Task directions | Begin at the line below that has "impl fmt::Display for PrimaryKey" and stop after the line that has "to column values.". Please restate only those lines, word for word.

(Saved data entries)
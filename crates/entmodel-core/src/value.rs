//! Dynamic entity values and primary keys.

use serde::{Deserialize, Serialize};
use std::fmt;

/// A dynamically-typed property value.
///
/// Entities store their scalar state as `Value`s, statements carry them as
/// parameters, and drivers return them inside [`Row`](crate::Row)s.
#[derive(Debug, Clone, PartialEq, Serialize, Deserialize)]
pub enum Value {
    /// NULL value
    Null,

    /// Boolean value
    Bool(bool),

    /// 8-bit signed integer
    TinyInt(i8),

    /// 16-bit signed integer
    SmallInt(i16),

    /// 32-bit signed integer
    Int(i32),

    /// 64-bit signed integer
    BigInt(i64),

    /// 32-bit floating point
    Float(f32),

    /// 64-bit floating point
    Double(f64),

    /// Arbitrary precision decimal (stored as string)
    Decimal(String),

    /// Text string
    Text(String),

    /// Binary data
    Bytes(Vec<u8>),

    /// Date (days since epoch)
    Date(i32),

    /// Time (microseconds since midnight)
    Time(i64),

    /// Timestamp (microseconds since epoch)
    Timestamp(i64),

    /// Timestamp with timezone (microseconds since epoch, UTC)
    TimestampTz(i64),

    /// UUID (as 16 bytes)
    Uuid([u8; 16]),

    /// JSON value
    Json(serde_json::Value),

    /// Array of values
    Array(Vec<Value>),
}

impl Value {
    /// Check if this value is NULL.
    pub const fn is_null(&self) -> bool {
        matches!(self, Value::Null)
    }

    /// Get the type name of this value.
    pub const fn type_name(&self) -> &'static str {
        match self {
            Value::Null => "NULL",
            Value::Bool(_) => "BOOLEAN",
            Value::TinyInt(_) => "TINYINT",
            Value::SmallInt(_) => "SMALLINT",
            Value::Int(_) => "INTEGER",
            Value::BigInt(_) => "BIGINT",
            Value::Float(_) => "REAL",
            Value::Double(_) => "DOUBLE",
            Value::Decimal(_) => "DECIMAL",
            Value::Text(_) => "TEXT",
            Value::Bytes(_) => "BLOB",
            Value::Date(_) => "DATE",
            Value::Time(_) => "TIME",
            Value::Timestamp(_) => "TIMESTAMP",
            Value::TimestampTz(_) => "TIMESTAMPTZ",
            Value::Uuid(_) => "UUID",
            Value::Json(_) => "JSON",
            Value::Array(_) => "ARRAY",
        }
    }

    /// Try to convert this value to a bool.
    pub fn as_bool(&self) -> Option<bool> {
        match self {
            Value::Bool(v) => Some(*v),
            Value::TinyInt(v) => Some(*v != 0),
            Value::SmallInt(v) => Some(*v != 0),
            Value::Int(v) => Some(*v != 0),
            Value::BigInt(v) => Some(*v != 0),
            _ => None,
        }
    }

    /// Try to convert this value to an i64.
    pub fn as_i64(&self) -> Option<i64> {
        match self {
            Value::TinyInt(v) => Some(i64::from(*v)),
            Value::SmallInt(v) => Some(i64::from(*v)),
            Value::Int(v) => Some(i64::from(*v)),
            Value::BigInt(v) => Some(*v),
            Value::Bool(v) => Some(if *v { 1 } else { 0 }),
            _ => None,
        }
    }

    /// Try to convert this value to an f64.
    pub fn as_f64(&self) -> Option<f64> {
        match self {
            Value::Float(v) => Some(f64::from(*v)),
            Value::Double(v) => Some(*v),
            Value::TinyInt(v) => Some(f64::from(*v)),
            Value::SmallInt(v) => Some(f64::from(*v)),
            Value::Int(v) => Some(f64::from(*v)),
            Value::BigInt(v) => Some(*v as f64),
            Value::Decimal(s) => s.parse().ok(),
            _ => None,
        }
    }

    /// Try to get this value as a string reference.
    pub fn as_str(&self) -> Option<&str> {
        match self {
            Value::Text(s) => Some(s),
            Value::Decimal(s) => Some(s),
            _ => None,
        }
    }

    /// Try to get this value as a byte slice.
    pub fn as_bytes(&self) -> Option<&[u8]> {
        match self {
            Value::Bytes(b) => Some(b),
            Value::Text(s) => Some(s.as_bytes()),
            _ => None,
        }
    }

    /// Append a canonical, type-tagged rendering of this value to `out`.
    ///
    /// Integers of every width render identically so that a key assigned as
    /// `Int(7)` and a key read back as `BigInt(7)` serialize to the same
    /// string. Strings are length-prefixed so composite keys cannot collide.
    pub fn write_key(&self, out: &mut String) {
        use std::fmt::Write;

        // Writing into a String cannot fail.
        let _ = match self {
            Value::Null => write!(out, "n"),
            Value::Bool(v) => write!(out, "b{}", u8::from(*v)),
            Value::TinyInt(_) | Value::SmallInt(_) | Value::Int(_) | Value::BigInt(_) => {
                write!(out, "i{}", self.as_i64().unwrap_or_default())
            }
            Value::Float(v) => write!(out, "f{}", v),
            Value::Double(v) => write!(out, "f{}", v),
            Value::Decimal(s) => write!(out, "d{}:{}", s.len(), s),
            Value::Text(s) => write!(out, "s{}:{}", s.len(), s),
            Value::Bytes(b) => {
                let _ = write!(out, "x{}:", b.len());
                for byte in b {
                    let _ = write!(out, "{:02x}", byte);
                }
                Ok(())
            }
            Value::Date(v) => write!(out, "D{}", v),
            Value::Time(v) => write!(out, "T{}", v),
            Value::Timestamp(v) | Value::TimestampTz(v) => write!(out, "t{}", v),
            Value::Uuid(bytes) => {
                let _ = write!(out, "u");
                for byte in bytes {
                    let _ = write!(out, "{:02x}", byte);
                }
                Ok(())
            }
            Value::Json(v) => {
                let rendered = v.to_string();
                write!(out, "j{}:{}", rendered.len(), rendered)
            }
            Value::Array(items) => {
                let _ = write!(out, "a{}[", items.len());
                for item in items {
                    item.write_key(out);
                    out.push(',');
                }
                write!(out, "]")
            }
        };
    }
}

impl fmt::Display for Value {
    fn fmt(&self, f: &mut fmt::Formatter<'_>) -> fmt::Result {
        match self {
            Value::Null => write!(f, "NULL"),
            Value::Bool(v) => write!(f, "{}", v),
            Value::TinyInt(v) => write!(f, "{}", v),
            Value::SmallInt(v) => write!(f, "{}", v),
            Value::Int(v) => write!(f, "{}", v),
            Value::BigInt(v) => write!(f, "{}", v),
            Value::Float(v) => write!(f, "{}", v),
            Value::Double(v) => write!(f, "{}", v),
            Value::Decimal(s) | Value::Text(s) => write!(f, "{}", s),
            Value::Bytes(b) => write!(f, "<{} bytes>", b.len()),
            Value::Date(v) => write!(f, "date({})", v),
            Value::Time(v) => write!(f, "time({})", v),
            Value::Timestamp(v) | Value::TimestampTz(v) => write!(f, "timestamp({})", v),
            Value::Uuid(bytes) => {
                for byte in bytes {
                    write!(f, "{:02x}", byte)?;
                }
                Ok(())
            }
            Value::Json(v) => write!(f, "{}", v),
            Value::Array(items) => {
                write!(f, "[")?;
                for (i, item) in items.iter().enumerate() {
                    if i > 0 {
                        write!(f, ", ")?;
                    }
                    write!(f, "{}", item)?;
                }
                write!(f, "]")
            }
        }
    }
}

impl From<bool> for Value {
    fn from(v: bool) -> Self {
        Value::Bool(v)
    }
}

impl From<i8> for Value {
    fn from(v: i8) -> Self {
        Value::TinyInt(v)
    }
}

impl From<i16> for Value {
    fn from(v: i16) -> Self {
        Value::SmallInt(v)
    }
}

impl From<i32> for Value {
    fn from(v: i32) -> Self {
        Value::Int(v)
    }
}

impl From<i64> for Value {
    fn from(v: i64) -> Self {
        Value::BigInt(v)
    }
}

impl From<f32> for Value {
    fn from(v: f32) -> Self {
        Value::Float(v)
    }
}

impl From<f64> for Value {
    fn from(v: f64) -> Self {
        Value::Double(v)
    }
}

impl From<String> for Value {
    fn from(v: String) -> Self {
        Value::Text(v)
    }
}

impl From<&str> for Value {
    fn from(v: &str) -> Self {
        Value::Text(v.to_string())
    }
}

impl From<Vec<u8>> for Value {
    fn from(v: Vec<u8>) -> Self {
        Value::Bytes(v)
    }
}

impl<T: Into<Value>> From<Option<T>> for Value {
    fn from(v: Option<T>) -> Self {
        match v {
            Some(v) => v.into(),
            None => Value::Null,
        }
    }
}

impl From<serde_json::Value> for Value {
    fn from(v: serde_json::Value) -> Self {
        Value::Json(v)
    }
}

impl From<[u8; 16]> for Value {
    fn from(v: [u8; 16]) -> Self {
        Value::Uuid(v)
    }
}

/// A possibly composite primary key.
///
/// Components are stored in the order of the entity's primary-key
/// properties. The serialized form is what identity maps key on.
#[derive(Debug, Clone, PartialEq, Serialize, Deserialize)]
pub struct PrimaryKey(Vec<Value>);

impl PrimaryKey {
    /// Build a key from its components.
    #[must_use]
    pub fn new(values: Vec<Value>) -> Self {
        Self(values)
    }

    /// Build a single-column key.
    #[must_use]
    pub fn single(value: impl Into<Value>) -> Self {
        Self(vec![value.into()])
    }

    /// Key components in primary-key order.
    pub fn values(&self) -> &[Value] {
        &self.0
    }

    /// Consume the key, returning its components.
    pub fn into_values(self) -> Vec<Value> {
        self.0
    }

    /// Number of components.
    pub fn len(&self) -> usize {
        self.0.len()
    }

    /// True when the key has no components.
    pub fn is_empty(&self) -> bool {
        self.0.is_empty()
    }

    /// A key is complete when it has components and none of them is NULL.
    pub fn is_complete(&self) -> bool {
        !self.0.is_empty() && self.0.iter().all(|v| !v.is_null())
    }

    /// Canonical string form used as the identity-map key.
    pub fn serialize(&self) -> String {
        let mut out = String::new();
        for (i, value) in self.0.iter().enumerate() {
            if i > 0 {
                out.push('|');
            }
            value.write_key(&mut out);
        }
        out
    }
}

impl fmt::Display for PrimaryKey {
    fn fmt(&self, f: &mut fmt::Formatter<'_>) -> fmt::Result {
        if let [single] = self.0.as_slice() {
            return write!(f, "{}", single);
        }
        write!(f, "(")?;
        for (i, value) in self.0.iter().enumerate() {
            if i > 0 {
                write!(f, ", ")?;
            }
            write!(f, "{}", value)?;
        }
        write!(f, ")")
    }
}

impl From<Value> for PrimaryKey {
    fn from(value: Value) -> Self {
        Self(vec![value])
    }
}

impl From<i64> for PrimaryKey {
    fn from(value: i64) -> Self {
        Self::single(value)
    }
}

impl From<i32> for PrimaryKey {
    fn from(value: i32) -> Self {
        Self::single(value)
    }
}

impl From<&str> for PrimaryKey {
    fn from(value: &str) -> Self {
        Self::single(value)
    }
}

impl From<Vec<Value>> for PrimaryKey {
    fn from(values: Vec<Value>) -> Self {
        Self(values)
    }
}
//! Rows returned by drivers.

use crate::Result;
use crate::error::{Error, TypeError};
use crate::value::Value;
use std::collections::HashMap;
use std::sync::Arc;

/// Column metadata shared across all rows in a result set.
#[derive(Debug, Clone)]
pub struct ColumnInfo {
    names: Vec<String>,
    name_to_index: HashMap<String, usize>,
}

impl ColumnInfo {
    /// Create new column info from a list of column names.
    pub fn new(names: Vec<String>) -> Self {
        let name_to_index = names
            .iter()
            .enumerate()
            .map(|(i, name)| (name.clone(), i))
            .collect();
        Self {
            names,
            name_to_index,
        }
    }

    /// Get the number of columns.
    pub fn len(&self) -> usize {
        self.names.len()
    }

    /// Check if there are no columns.
    pub fn is_empty(&self) -> bool {
        self.names.is_empty()
    }

    /// Get the index of a column by name.
    pub fn index_of(&self, name: &str) -> Option<usize> {
        self.name_to_index.get(name).copied()
    }

    /// Get all column names.
    pub fn names(&self) -> &[String] {
        &self.names
    }
}

/// A single row returned from a driver.
///
/// Rows provide both index-based and name-based access to column values.
/// Column metadata is shared via `Arc` when rows come from one result set.
#[derive(Debug, Clone)]
pub struct Row {
    values: Vec<Value>,
    columns: Arc<ColumnInfo>,
}

impl Row {
    /// Create a new row with the given columns and values.
    pub fn new(column_names: Vec<String>, values: Vec<Value>) -> Self {
        let columns = Arc::new(ColumnInfo::new(column_names));
        Self { values, columns }
    }

    /// Create a new row with shared column metadata.
    pub fn with_columns(columns: Arc<ColumnInfo>, values: Vec<Value>) -> Self {
        Self { values, columns }
    }

    /// Build a row from `(column, value)` pairs.
    pub fn from_pairs<I, S>(pairs: I) -> Self
    where
        I: IntoIterator<Item = (S, Value)>,
        S: Into<String>,
    {
        let (names, values): (Vec<String>, Vec<Value>) =
            pairs.into_iter().map(|(k, v)| (k.into(), v)).unzip();
        Self::new(names, values)
    }

    /// Get the number of columns in this row.
    pub fn len(&self) -> usize {
        self.values.len()
    }

    /// Check if this row is empty.
    pub fn is_empty(&self) -> bool {
        self.values.is_empty()
    }

    /// Get a value by column index.
    pub fn get(&self, index: usize) -> Option<&Value> {
        self.values.get(index)
    }

    /// Get a value by column name.
    pub fn get_by_name(&self, name: &str) -> Option<&Value> {
        self.columns.index_of(name).and_then(|i| self.values.get(i))
    }

    /// Check if a column exists by name.
    pub fn contains_column(&self, name: &str) -> bool {
        self.columns.index_of(name).is_some()
    }

    /// Get a typed value by column name.
    #[allow(clippy::result_large_err)]
    pub fn get_named<T: FromValue>(&self, name: &str) -> Result<T> {
        let value = self.get_by_name(name).ok_or_else(|| {
            Error::Type(TypeError {
                expected: std::any::type_name::<T>(),
                actual: format!("column '{}' not found", name),
                column: Some(name.to_string()),
            })
        })?;
        T::from_value(value).map_err(|e| match e {
            Error::Type(mut te) => {
                te.column = Some(name.to_string());
                Error::Type(te)
            }
            e => e,
        })
    }

    /// Get all column names.
    pub fn column_names(&self) -> impl Iterator<Item = &str> {
        self.columns.names().iter().map(String::as_str)
    }

    /// Iterate over (column_name, value) pairs.
    pub fn iter(&self) -> impl Iterator<Item = (&str, &Value)> {
        self.columns
            .names()
            .iter()
            .map(String::as_str)
            .zip(self.values.iter())
    }
}

/// Trait for converting from a `Value` to a typed value.
pub trait FromValue: Sized {
    /// Convert from a Value, returning an error if the conversion fails.
    #[allow(clippy::result_large_err)]
    fn from_value(value: &Value) -> Result<Self>;
}

fn type_mismatch(expected: &'static str, value: &Value) -> Error {
    Error::Type(TypeError {
        expected,
        actual: value.type_name().to_string(),
        column: None,
    })
}

impl FromValue for bool {
    fn from_value(value: &Value) -> Result<Self> {
        value.as_bool().ok_or_else(|| type_mismatch("bool", value))
    }
}

impl FromValue for i64 {
    fn from_value(value: &Value) -> Result<Self> {
        value.as_i64().ok_or_else(|| type_mismatch("i64", value))
    }
}

impl FromValue for f64 {
    fn from_value(value: &Value) -> Result<Self> {
        value.as_f64().ok_or_else(|| type_mismatch("f64", value))
    }
}

impl FromValue for String {
    fn from_value(value: &Value) -> Result<Self> {
        value
            .as_str()
            .map(str::to_string)
            .ok_or_else(|| type_mismatch("String", value))
    }
}

impl FromValue for serde_json::Value {
    fn from_value(value: &Value) -> Result<Self> {
        match value {
            Value::Json(v) => Ok(v.clone()),
            Value::Text(s) => serde_json::from_str(s).map_err(|e| Error::Serde(e.to_string())),
            _ => Err(type_mismatch("json", value)),
        }
    }
}

impl FromValue for Value {
    fn from_value(value: &Value) -> Result<Self> {
        Ok(value.clone())
    }
}

impl<T: FromValue> FromValue for Option<T> {
    fn from_value(value: &Value) -> Result<Self> {
        match value {
            Value::Null => Ok(None),
            v => T::from_value(v).map(Some),
        }
    }
}

#[cfg(test)]
mod tests {
    use super::*;

    #[test]
    fn test_row_basic_access() {
        let row = Row::new(
            vec!["id".to_string(), "name".to_string()],
            vec![Value::BigInt(1), Value::Text("Ada".to_string())],
        );
        assert_eq!(row.len(), 2);
        assert_eq!(row.get(0), Some(&Value::BigInt(1)));
        assert_eq!(row.get_by_name("name"), Some(&Value::Text("Ada".into())));
        assert!(row.get_by_name("missing").is_none());
        assert!(row.contains_column("id"));
    }

    #[test]
    fn test_row_typed_access() {
        let row = Row::from_pairs([("id", Value::Int(3)), ("bio", Value::Null)]);
        assert_eq!(row.get_named::<i64>("id").unwrap(), 3);
        assert_eq!(row.get_named::<Option<String>>("bio").unwrap(), None);
    }

    #[test]
    fn test_row_type_error_names_column() {
        let row = Row::from_pairs([("id", Value::Text("x".into()))]);
        match row.get_named::<i64>("id") {
            Err(Error::Type(te)) => assert_eq!(te.column.as_deref(), Some("id")),
            other => panic!("expected type error, got {other:?}"),
        }
    }

    #[test]
    fn test_row_iter_pairs() {
        let row = Row::from_pairs([("a", Value::Int(1)), ("b", Value::Int(2))]);
        let names: Vec<_> = row.iter().map(|(n, _)| n).collect();
        assert_eq!(names, vec!["a", "b"]);
    }
}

Solution |
impl fmt::Display for PrimaryKey {
    fn fmt(&self, f: &mut fmt::Formatter<'_>) -> fmt::Result {
        if let [single] = self.0.as_slice() {
            return write!(f, "{}", single);
        }
        write!(f, "(")?;
        for (i, value) in self.0.iter().enumerate() {
            if i > 0 {
                write!(f, ", ")?;
            }
            write!(f, "{}", value)?;
        }
        write!(f, ")")
    }
}

impl From<Value> for PrimaryKey {
    fn from(value: Value) -> Self {
        Self(vec![value])
    }
}

impl From<i64> for PrimaryKey {
    fn from(value: i64) -> Self {
        Self::single(value)
    }
}

impl From<i32> for PrimaryKey {
    fn from(value: i32) -> Self {
        Self::single(value)
    }
}

impl From<&str> for PrimaryKey {
    fn from(value: &str) -> Self {
        Self::single(value)
    }
}

impl From<Vec<Value>> for PrimaryKey {
    fn from(values: Vec<Value>) -> Self {
        Self(values)
    }
}
//! Rows returned by drivers.

use crate::Result;
use crate::error::{Error, TypeError};
use crate::value::Value;
use std::collections::HashMap;
use std::sync::Arc;

/// Column metadata shared across all rows in a result set.
#[derive(Debug, Clone)]
pub struct ColumnInfo {
    names: Vec<String>,
    name_to_index: HashMap<String, usize>,
}

impl ColumnInfo {
    /// Create new column info from a list of column names.
    pub fn new(names: Vec<String>) -> Self {
        let name_to_index = names
            .iter()
            .enumerate()
            .map(|(i, name)| (name.clone(), i))
            .collect();
        Self {
            names,
            name_to_index,
        }
    }

    /// Get the number of columns.
    pub fn len(&self) -> usize {
        self.names.len()
    }

    /// Check if there are no columns.
    pub fn is_empty(&self) -> bool {
        self.names.is_empty()
    }

    /// Get the index of a column by name.
    pub fn index_of(&self, name: &str) -> Option<usize> {
        self.name_to_index.get(name).copied()
    }

    /// Get all column names.
    pub fn names(&self) -> &[String] {
        &self.names
    }
}

/// A single row returned from a driver.
///
/// Rows provide both index-based and name-based access to column values.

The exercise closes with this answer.